WORK INSTRUCTIONS:
Look through the lines below, find those with the word "record", and copy them.

----- MATERIAL FOR THIS TASK -----

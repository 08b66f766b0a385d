//! Request timing middleware.
//!
//! Logs the duration of each HTTP request so slow endpoints stand out.

use axum::{
    body::Body,
    extract::State,
    http::Request,
    middleware::Next,
    response::Response,
};
use std::time::{Duration, Instant};

/// Requests taking longer than this are logged as warnings.
#[derive(Debug, Clone, Copy)]
pub struct SlowRequestThreshold(pub Duration);

impl Default for SlowRequestThreshold {
    fn default() -> Self {
        Self(Duration::from_millis(100))
    }
}

/// Middleware that logs request timing.
///
/// # Example
///
/// ```ignore
/// use axum::{middleware, routing::get, Router};
/// use league_server::middleware::{timing_layer, SlowRequestThreshold};
///
/// let app = Router::new()
///     .route("/api/example", get(handler))
///     .layer(middleware::from_fn_with_state(SlowRequestThreshold::default(), timing_layer));
/// ```
pub async fn timing_layer(
    State(threshold): State<SlowRequestThreshold>,
    request: Request<Body>,
    next: Next,
) -> Response {
    let method = request.method().clone();
    let path = request.uri().path().to_string();
    let start = Instant::now();

    let response = next.run(request).await;

    let duration = start.elapsed();
    let status = response.status().as_u16();

    if duration > threshold.0 {
        tracing::warn!(
            method = %method,
            path = %path,
            status,
            duration_ms = duration.as_millis(),
            "Slow request"
        );
    } else {
        tracing::debug!(
            method = %method,
            path = %path,
            status,
            duration_ms = duration.as_millis(),
            "Request completed"
        );
    }

    response
}
//! The rating rule table.
//!
//! A table is an ordered list of [`Bucket`]s keyed by the absolute rating
//! difference between two players, plus an [`Adjustment`] record that takes
//! over whenever the two ratings differ. The table is loaded once and
//! handed to a [`RatingCalculator`](crate::RatingCalculator); nothing
//! mutates it afterwards.

use serde::{Deserialize, Serialize};
use std::path::Path;

use crate::config::ConfigError;

/// Rating deltas for one inclusive range of rating differences.
#[derive(Debug, Clone, Copy, PartialEq, Eq, Serialize, Deserialize)]
pub struct Bucket {
    /// Smallest difference covered.
    pub min: u32,
    /// Largest difference covered. `None` means unbounded.
    #[serde(default)]
    pub max: Option<u32>,
    pub win: i32,
    pub loss: i32,
    pub draw: i32,
}

impl Bucket {
    pub const fn new(min: u32, max: Option<u32>, win: i32, loss: i32, draw: i32) -> Self {
        Self {
            min,
            max,
            win,
            loss,
            draw,
        }
    }

    pub fn contains(&self, diff: u32) -> bool {
        diff >= self.min && self.max.map_or(true, |max| diff <= max)
    }
}

/// Deltas for the stronger and the weaker side of an unequal pairing.
#[derive(Debug, Clone, Copy, PartialEq, Eq, Serialize, Deserialize)]
pub struct SideDelta {
    pub strong: i32,
    pub weak: i32,
}

/// Fixed figures used when one player is strictly higher rated.
///
/// `stronger_win` and `stronger_loss` replace the bucket figures;
/// `stronger_draw` is added on top of the bucket's draw figure.
#[derive(Debug, Clone, Copy, PartialEq, Eq, Serialize, Deserialize)]
pub struct Adjustment {
    pub stronger_win: SideDelta,
    pub stronger_loss: SideDelta,
    pub stronger_draw: SideDelta,
}

impl Default for Adjustment {
    fn default() -> Self {
        Self {
            stronger_win: SideDelta { strong: 1, weak: -2 },
            stronger_loss: SideDelta { strong: -3, weak: 3 },
            stronger_draw: SideDelta { strong: -1, weak: 1 },
        }
    }
}

/// Ordered bucket table plus the adjustment record.
#[derive(Debug, Clone, PartialEq, Eq, Serialize, Deserialize)]
pub struct RatingRules {
    #[serde(default = "default_buckets")]
    pub buckets: Vec<Bucket>,
    #[serde(default)]
    pub adjustment: Adjustment,
}

fn default_buckets() -> Vec<Bucket> {
    vec![
        Bucket::new(0, Some(10), 1, -2, 0),
        Bucket::new(11, Some(30), 2, -3, 1),
        Bucket::new(31, Some(100), 3, -4, 2),
        Bucket::new(101, Some(200), 4, -5, 3),
        Bucket::new(201, None, 5, -6, 4),
    ]
}

impl Default for RatingRules {
    fn default() -> Self {
        Self {
            buckets: default_buckets(),
            adjustment: Adjustment::default(),
        }
    }
}

impl RatingRules {
    /// Parses and validates a rule table from TOML.
    ///
    /// # Errors
    ///
    /// Returns [`ConfigError::ParseError`] for malformed TOML and
    /// [`ConfigError::InvalidRules`] if the buckets have gaps or overlaps.
    pub fn from_toml_str(content: &str) -> Result<Self, ConfigError> {
        let rules: Self = toml::from_str(content)?;
        rules.validate()?;
        Ok(rules)
    }

    /// Reads a rule table from a TOML file.
    pub fn load<P: AsRef<Path>>(path: P) -> Result<Self, ConfigError> {
        let content = std::fs::read_to_string(path)?;
        Self::from_toml_str(&content)
    }

    /// Checks that the buckets cover `[0, ∞)` exactly once.
    pub fn validate(&self) -> Result<(), ConfigError> {
        let invalid = |msg: String| Err(ConfigError::InvalidRules(msg));

        let Some(first) = self.buckets.first() else {
            return invalid("bucket table is empty".to_string());
        };
        if first.min != 0 {
            return invalid(format!("first bucket starts at {}, expected 0", first.min));
        }

        let last_index = self.buckets.len() - 1;
        for (i, bucket) in self.buckets.iter().enumerate() {
            match bucket.max {
                Some(max) if max < bucket.min => {
                    return invalid(format!("bucket {i} has max {max} below min {}", bucket.min));
                }
                Some(max) if i == last_index => {
                    return invalid(format!("last bucket ends at {max}, expected unbounded"));
                }
                None if i != last_index => {
                    return invalid(format!("bucket {i} is unbounded but not last"));
                }
                _ => {}
            }

            if let Some(next) = self.buckets.get(i + 1) {
                let expected = bucket.max.and_then(|max| max.checked_add(1));
                if expected != Some(next.min) {
                    return invalid(format!(
                        "bucket {} starts at {}, expected {}",
                        i + 1,
                        next.min,
                        expected.map_or_else(|| "none".to_string(), |m| m.to_string())
                    ));
                }
            }
        }

        Ok(())
    }

    /// Finds the bucket covering `diff`.
    pub fn bucket_for(&self, diff: u32) -> Option<&Bucket> {
        self.buckets.iter().find(|bucket| bucket.contains(diff))
    }
}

-----

YOUR RESPONSE:
//! difference between two players, plus an [`Adjustment`] record that takes
/// Ordered bucket table plus the adjustment record.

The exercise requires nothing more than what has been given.